(Data for the task)

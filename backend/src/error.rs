//! Error types for the live-match service and its HTTP surface
//!
//! [`SessionError`] is what the registry returns; [`ApiError`] is what
//! handlers return and knows its HTTP status.

use axum::{
    http::StatusCode,
    response::{IntoResponse, Response},
    Json,
};
use chess_engine::{ChessEngineError, Identity, MatchId};
use thiserror::Error;

/// Why the session registry refused an operation
#[derive(Error, Debug, Clone, PartialEq, Eq)]
pub enum SessionError {
    /// No live match under this id (never existed, or already ended)
    #[error("No live match {0}")]
    NoSuchMatch(MatchId),

    /// No pending post under this id; covers losing a join race
    #[error("Match {0} is no longer joinable")]
    NotJoinable(MatchId),

    #[error("You cannot join your own game")]
    CannotJoinOwnGame,

    #[error("{0} already has an open game")]
    AlreadyHosting(Identity),

    #[error("{0} is already playing a game")]
    AlreadyPlaying(Identity),

    #[error("Only the host can do that")]
    NotHost,

    /// The rules engine refused the move or resignation
    #[error(transparent)]
    Rejected(#[from] ChessEngineError),
}

pub type SessionResult<T> = Result<T, SessionError>;

/// Errors returned by HTTP handlers
#[derive(Error, Debug)]
pub enum ApiError {
    /// Malformed request content; never reaches the registry
    #[error("{0}")]
    InvalidInput(String),

    #[error("Authentication required")]
    Unauthorized,

    #[error("Invalid credentials")]
    InvalidCredentials,

    #[error("{0}")]
    NotFound(String),

    #[error("{0}")]
    Conflict(String),

    #[error(transparent)]
    Session(#[from] SessionError),

    #[error("Database error")]
    Storage(#[from] sqlx::Error),

    #[error("{0}")]
    Internal(String),
}

pub type ApiResult<T> = Result<T, ApiError>;

impl ApiError {
    pub fn status(&self) -> StatusCode {
        match self {
            ApiError::InvalidInput(_) => StatusCode::BAD_REQUEST,
            ApiError::Unauthorized | ApiError::InvalidCredentials => StatusCode::UNAUTHORIZED,
            ApiError::NotFound(_) => StatusCode::NOT_FOUND,
            ApiError::Conflict(_) => StatusCode::CONFLICT,
            ApiError::Session(err) => match err {
                SessionError::NoSuchMatch(_) | SessionError::NotJoinable(_) => {
                    StatusCode::NOT_FOUND
                }
                SessionError::CannotJoinOwnGame
                | SessionError::AlreadyHosting(_)
                | SessionError::AlreadyPlaying(_) => StatusCode::CONFLICT,
                SessionError::NotHost | SessionError::Rejected(_) => StatusCode::FORBIDDEN,
            },
            ApiError::Storage(_) | ApiError::Internal(_) => StatusCode::INTERNAL_SERVER_ERROR,
        }
    }
}

impl IntoResponse for ApiError {
    fn into_response(self) -> Response {
        let status = self.status();
        if status.is_server_error() {
            tracing::error!("Request failed: {:?}", self);
        }
        (
            status,
            Json(serde_json::json!({
                "error": self.to_string()
            })),
        )
            .into_response()
    }
}

#[cfg(test)]
mod tests {
    use super::*;
    use chess_engine::Square;

    #[test]
    fn test_session_errors_map_to_status_codes() {
        let id = MatchId::from("abc");
        assert_eq!(
            ApiError::from(SessionError::NoSuchMatch(id.clone())).status(),
            StatusCode::NOT_FOUND
        );
        assert_eq!(
            ApiError::from(SessionError::NotJoinable(id)).status(),
            StatusCode::NOT_FOUND
        );
        assert_eq!(
            ApiError::from(SessionError::AlreadyHosting(Identity::new("a"))).status(),
            StatusCode::CONFLICT
        );
        let illegal = ChessEngineError::IllegalMove {
            from: Square::at(1, 4),
            to: Square::at(4, 4),
        };
        assert_eq!(
            ApiError::from(SessionError::from(illegal)).status(),
            StatusCode::FORBIDDEN
        );
    }

    #[test]
    fn test_invalid_input_is_bad_request() {
        assert_eq!(
            ApiError::InvalidInput("bad square".into()).status(),
            StatusCode::BAD_REQUEST
        );
    }
}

(End Data for the task)

Each line above that contains the string "Rejected" should be identified and copied.

    Rejected(#[from] ChessEngineError),
                SessionError::NotHost | SessionError::Rejected(_) => StatusCode::FORBIDDEN,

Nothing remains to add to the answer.